Wow you guys I am impressed. 

LoL Karl, i used to work for big als online and i had made a few friends in the states.. LOL I cant tell you why they mark up the prices so bad, never really got a staright answer but i am sure they have thier reasons ^^

One good tip. Price match! They might fight you on it...but some people saved 100-200 dollars on product. Good site to price match is J&l (dont bother with heavy items)

I myself was going to P/M my coralife bulb and try to save 20-30 bucks.. But i havent gone yet. :s

I personally have lots of little things. Nothing to gloat about >.> 

1 96watt coralife 50/50 (trying to get new bulb, shipping mishap) 
about a dozen simple PCs I really love the lil mini pc's and converted a lot of my incandecent hoods to PC

I did pick up one of those Jungle c02 units for free from a nice guy at thier seminar.... Have yet to try that out. Its.....so simple i am wondering if it doesnt work at all.. LOL

As far as filters...Simple AC's ^^ But i only have small tanks


----------



## ranmasatome (Mar 14, 2006)

Tank : standard 50 gal.. 90cmx45cmx45cm..got it free from a relative that gave up one of his tanks..

Filter : Eheim pro2 2028. Got it second hand off a friend for $150..

Lighting : 4x39 watts DIY T5 HO lighting. Cheap.. considering most sets cost 4-500 bucks.. i only spent aroun $200 doing up this whole set with a cool professional aluminium casing... leg stands included..

Co2 : standard regulated co2 with solenoid.


----------



## Grey Legion (Mar 20, 2006)

I have 7 tank running in my fishroom (6) 30G's and a 75G, I am cheap when it come to my tanks but I know the ways around it, I own the best filter money can buy !!! it is called a AHAB filtratration system ( A Hose And Bucket ) water changes are the biggest part of my hobby but I find them easy to do and well worth the effort, but for in-tank filtration I use sponge filters for all my fish room tanks. For my 135G in the basement I use (2) 403's mainly just for flow. I have found over the years sometime spending all the money in the world does not even come close to the benifit of feeding your fish good food, and doing regular maintenance. But to add to the topic my biggest expence has been just buying the tanks I use and building a room in my basement to house them all in..


----------



## Ciddian (Mar 15, 2006)

you like the water changes too? People look at me funny when i say that too them.. lol 

Home made sponge filters Grey or do you preferr a specific brand?


----------



## nightowl1350 (Mar 19, 2006)

I do the same as Grey....most of my tanks have only sponge filters and they get DAILY W/C Yes I have no life, but the fresh water keeps my tanks clear and my fishies grow like weeds. Not all my tanks are done daily, but most are  W/c are fine it is just lugging the water that gets me.

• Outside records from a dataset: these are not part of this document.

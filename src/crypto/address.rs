//! Versioned payload, address bytes and the textual address.

use std::fmt;

use super::hash::{self, CHECKSUM_LEN, CONTENT_DIGEST_LEN};
use crate::base58;

/// Length of the version byte plus content digest.
pub const PAYLOAD_LEN: usize = 1 + CONTENT_DIGEST_LEN;

/// Length of the binary address.
pub const ADDRESS_LEN: usize = PAYLOAD_LEN + CHECKSUM_LEN;

/// Version byte followed by the 20-byte content digest.
#[derive(Clone, Copy, PartialEq, Eq, Hash)]
pub struct VersionedPayload([u8; PAYLOAD_LEN]);

impl VersionedPayload {
    pub fn new(version: u8, content_digest: &[u8; CONTENT_DIGEST_LEN]) -> Self {
        let mut bytes = [0u8; PAYLOAD_LEN];
        bytes[0] = version;
        bytes[1..].copy_from_slice(content_digest);
        Self(bytes)
    }

    #[inline]
    pub fn version(&self) -> u8 {
        self.0[0]
    }

    pub fn content_digest(&self) -> [u8; CONTENT_DIGEST_LEN] {
        let mut digest = [0u8; CONTENT_DIGEST_LEN];
        digest.copy_from_slice(&self.0[1..]);
        digest
    }

    /// Checksum protecting this payload.
    pub fn checksum(&self) -> [u8; CHECKSUM_LEN] {
        hash::checksum(&self.0)
    }

    #[inline]
    pub const fn as_bytes(&self) -> &[u8; PAYLOAD_LEN] {
        &self.0
    }
}

impl fmt::Debug for VersionedPayload {
    fn fmt(&self, f: &mut fmt::Formatter<'_>) -> fmt::Result {
        write!(f, "VersionedPayload({})", hex::encode(self.0))
    }
}

/// Versioned payload with its checksum appended: the 25-byte binary address.
#[derive(Clone, Copy, PartialEq, Eq, Hash)]
pub struct AddressBytes([u8; ADDRESS_LEN]);

impl AddressBytes {
    /// Appends the payload's checksum.
    pub fn from_payload(payload: &VersionedPayload) -> Self {
        let mut bytes = [0u8; ADDRESS_LEN];
        bytes[..PAYLOAD_LEN].copy_from_slice(payload.as_bytes());
        bytes[PAYLOAD_LEN..].copy_from_slice(&payload.checksum());
        Self(bytes)
    }

    pub fn payload(&self) -> VersionedPayload {
        let mut bytes = [0u8; PAYLOAD_LEN];
        bytes.copy_from_slice(&self.0[..PAYLOAD_LEN]);
        VersionedPayload(bytes)
    }

    pub fn checksum(&self) -> [u8; CHECKSUM_LEN] {
        let mut checksum = [0u8; CHECKSUM_LEN];
        checksum.copy_from_slice(&self.0[PAYLOAD_LEN..]);
        checksum
    }

    #[inline]
    pub const fn as_bytes(&self) -> &[u8; ADDRESS_LEN] {
        &self.0
    }

    pub fn to_hex(&self) -> String {
        hex::encode(self.0)
    }

    /// Renders the address text.
    pub fn to_address(&self) -> Address {
        Address(base58::encode(&self.0))
    }
}

impl fmt::Debug for AddressBytes {
    fn fmt(&self, f: &mut fmt::Formatter<'_>) -> fmt::Result {
        write!(f, "AddressBytes({})", self.to_hex())
    }
}

/// A Base58 address string.
#[derive(Debug, Clone, PartialEq, Eq, Hash)]
pub struct Address(String);

impl Address {
    #[inline]
    pub fn as_str(&self) -> &str {
        &self.0
    }

    pub fn into_string(self) -> String {
        self.0
    }
}

impl fmt::Display for Address {
    fn fmt(&self, f: &mut fmt::Formatter<'_>) -> fmt::Result {
        f.write_str(&self.0)
    }
}

impl AsRef<str> for Address {
    fn as_ref(&self) -> &str {
        &self.0
    }
}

One day I will settle down to one big tank, no more breeding and get a life


----------



## MartinW (Mar 22, 2006)

I have mostly minimal setups. My filters are 1 aquaclear 150 and a cheap Aqua-Tech from Walmart. I have a nice DIY light fixture. It holds 2 20W fluorescents for my 20g tank, and I rest it on top of one of those sliding glass lids. The things I find very useful are my timers for my lights and my ZooMed ReptiTemp 500R thermostat for my land hermit crab tank. It was a big hassle always adjusting the temps in my hermit crab cage, I'm really happy I bought the thermostat!


----------



## MT-ED (Apr 4, 2006)

The lady said show it guys  Ciddian, if you check here:

http://gtaaquaria.com/forum/showthread.php?t=240 ......you'll _see_ my tanks with a description of the equipment.

More here:

http://forums.loaches.com/viewtopic.php?t=677&start=0

...and here:

http://forums.loaches.com/viewtopic.php?t=743

Martin.


----------



## Ciddian (Mar 15, 2006)

Very nice!! I love your recycling idea.. ^^ all of your tanks are just wonderful..


----------



## madman280 (Aug 13, 2006)

I would show off my hardware, but it makes me feel so dirty ....seriously everything I have is either second hand or I made myself---so its usually dirty, or a little rough.

I'm not cheap....I'm ..um...a parallel thinker striving toward fiscal efficency. 

Best way I've found to find discarded and unused aquarium equipment is talk to as many people as you can enthusiasticly about your aquariums and need more room for baby fish, a special fish, a sick fish...

I've even picked up nice aquariums people have put out for garbage.

Keep your mind and ears open and you can overcome no money


----------



## Ciddian (Mar 15, 2006)

OMG.. hey i wont bash that at all!!! Thats a great way to do things!

I would love to see some of your DIY ^^


----------